My front garden is a sea of low, mounding plants. In spring when larger perennials are still waking up, the tall, narrow racemes of blue camas are a counterpoint to the undulating foliage. Against the backdrop of golden barberry, the 3′ spires of blue stars are electrified. Hoping to have a sizable swath in time, a few more Camassia bulbs are added each autumn.
There are about 5 species of Camassia, and with the exception of C. scilloides (found on the east coast), the rest are native to the Pacific Northwest. The first camas I tried was C. quamash; known in our area as a traditional Native American food. I loved their easy care and reliable violet flowers but as my garden matured, the diminutive 8-10″ beauties were overcome.
When I first saw the larger flowered Camassia leichtlinii, it was at Albers Vista Garden in Bremerton. They were planted in large drifts, expertly combined with the cheery oranges, yellows and reds of sunroses at their feet. I was smitten. As with many taller perennial bulbs with strappy but plain basal foliage, they look great amongst fuller plants that conceal the dying leaves as they shift into dormancy.
The straight species of C. leichtlinii has milky white flowers, whereas blue garden hybrids originate from a subspecies called suksdorfii.
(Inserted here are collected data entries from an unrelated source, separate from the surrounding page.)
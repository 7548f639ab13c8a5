//! Backend traits for abstracting rendering and input.
//!
//! The [`RenderBackend`] and [`MenuBackend`] traits decouple the frame loop
//! from a specific window system. Each frontend implements them while
//! [`App::run`](crate::App::run) handles all orchestration, so the same loop
//! runs in the terminal and in simulation.

use std::time::Duration;

use crate::{Coordinate, InputEvent, MenuInstance, Rect};

/// Opaque handle to a backend-owned drawing surface.
#[derive(Debug, Clone, Copy, PartialEq, Eq, Hash)]
pub struct SurfaceHandle(u32);

impl SurfaceHandle {
    /// Wrap a backend-assigned surface id.
    pub const fn new(id: u32) -> Self {
        Self(id)
    }

    /// Backend-assigned surface id.
    pub const fn id(self) -> u32 {
        self.0
    }
}

/// RGB colour.
#[derive(Debug, Clone, Copy, PartialEq, Eq, Hash)]
pub struct Color {
    /// Red channel.
    pub r: u8,
    /// Green channel.
    pub g: u8,
    /// Blue channel.
    pub b: u8,
}

impl Color {
    /// Board background.
    pub const BROWN: Self = Self::rgb(127, 63, 0);
    /// White stones.
    pub const WHITE: Self = Self::rgb(255, 255, 255);
    /// Grid lines and black stones.
    pub const BLACK: Self = Self::rgb(0, 0, 0);

    /// Create a colour from its channels.
    pub const fn rgb(r: u8, g: u8, b: u8) -> Self {
        Self { r, g, b }
    }
}

/// Window surface, primitive drawing, input and clock.
///
/// # Associated Types
///
/// - [`Error`](RenderBackend::Error): platform-specific error type
pub trait RenderBackend {
    /// Platform-specific error type.
    type Error: std::error::Error + 'static;

    /// Acquire a surface covering `size` window units.
    fn create_surface(&mut self, size: Coordinate) -> Result<SurfaceHandle, Self::Error>;

    /// Fill `rect` with `color`.
    fn fill_rect(
        &mut self,
        surface: SurfaceHandle,
        color: Color,
        rect: Rect,
    ) -> Result<(), Self::Error>;

    /// Outline `rect` with a `stroke_width` wide line.
    fn draw_rect(
        &mut self,
        surface: SurfaceHandle,
        color: Color,
        rect: Rect,
        stroke_width: u32,
    ) -> Result<(), Self::Error>;

    /// Show everything drawn on `surface` since the last present.
    fn present(&mut self, surface: SurfaceHandle) -> Result<(), Self::Error>;

    /// Drain every input event pending for this tick. Never blocks.
    fn poll_events(&mut self) -> Result<Vec<InputEvent>, Self::Error>;

    /// Wait for the next tick at `target_fps` and return the time elapsed
    /// since the previous one.
    ///
    /// May return early when input becomes available.
    fn tick(&mut self, target_fps: u32) -> Duration;

    /// Release every backend resource.
    ///
    /// Called exactly once by the frame loop on every exit path.
    /// Implementations must tolerate a second call.
    fn teardown(&mut self);
}

/// Menu widget rendering on top of a [`RenderBackend`].
///
/// The core materializes the [`MenuInstance`] (title, size, theme, entries,
/// selection); the backend only decides how it looks.
pub trait MenuBackend: RenderBackend {
    /// Draw `instance` onto its surface.
    fn render_menu(&mut self, instance: &MenuInstance) -> Result<(), Self::Error>;
}
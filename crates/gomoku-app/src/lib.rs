//! Application shell for Gomoku
//!
//! Pure state machines for the windowed shell, its menu overlay and the game
//! session, plus the frame loop that drives them through a pluggable backend.
//! Nothing in this crate performs I/O: frontends implement [`RenderBackend`]
//! and [`MenuBackend`], so the same loop runs against a terminal and against
//! the deterministic simulation used in tests.
//!
//! # Components
//!
//! - [`AppBuilder`] / [`App`]: window, overlay state machine and frame loop
//! - [`MenuBuilder`] / [`Menu`]: buttons, theme and the renderable
//!   [`MenuInstance`]
//! - [`GameBuilder`] / [`Game`]: players, time budgets and turn counter
//! - [`Board`] / [`Grid`] / [`BoardLayout`]: stones and cell geometry

#![forbid(unsafe_code)]
#![deny(missing_docs)]

mod action;
mod app;
mod backend;
mod board;
mod button;
pub mod constants;
mod coordinate;
mod error;
mod game;
mod grid;
mod input;
mod layout;
mod menu;
mod player;
mod runtime;

pub use action::AppAction;
pub use app::{App, AppBuilder, AppPhase};
pub use backend::{Color, MenuBackend, RenderBackend, SurfaceHandle};
pub use board::Board;
pub use button::{Button, ButtonAction, ButtonContext, ButtonHandler};
pub use coordinate::Coordinate;
pub use error::{
    InstanceNotBuiltError, PlacementError, PlayerAlreadySetError, RunError, ValidationError,
};
pub use game::{Game, GameBuilder};
pub use grid::{CellState, Grid};
pub use input::{InputEvent, Key};
pub use layout::{BoardLayout, Rect};
pub use menu::{Menu, MenuBuilder, MenuInstance, MenuOutcome, MenuSelection, Theme};
pub use player::{AiPlayer, HumanPlayer, Player, PlayerKind, Seat};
Camas appreciate meadow-like conditions: moist, rich and well draining soil with full sun. So far they haven’t fallen prey to rabbit or deer, as some other spring bulbs do.
References mention that blue camas are a long lasting cut flower–what gorgeous bouquets I conjure in my head. However, until I have a bountiful grouping that would provide enough for the vase and still leave that heavenly blue in the garden, the Felcos stay sheathed. I’m working on it.
©Colleen Miko, 2014.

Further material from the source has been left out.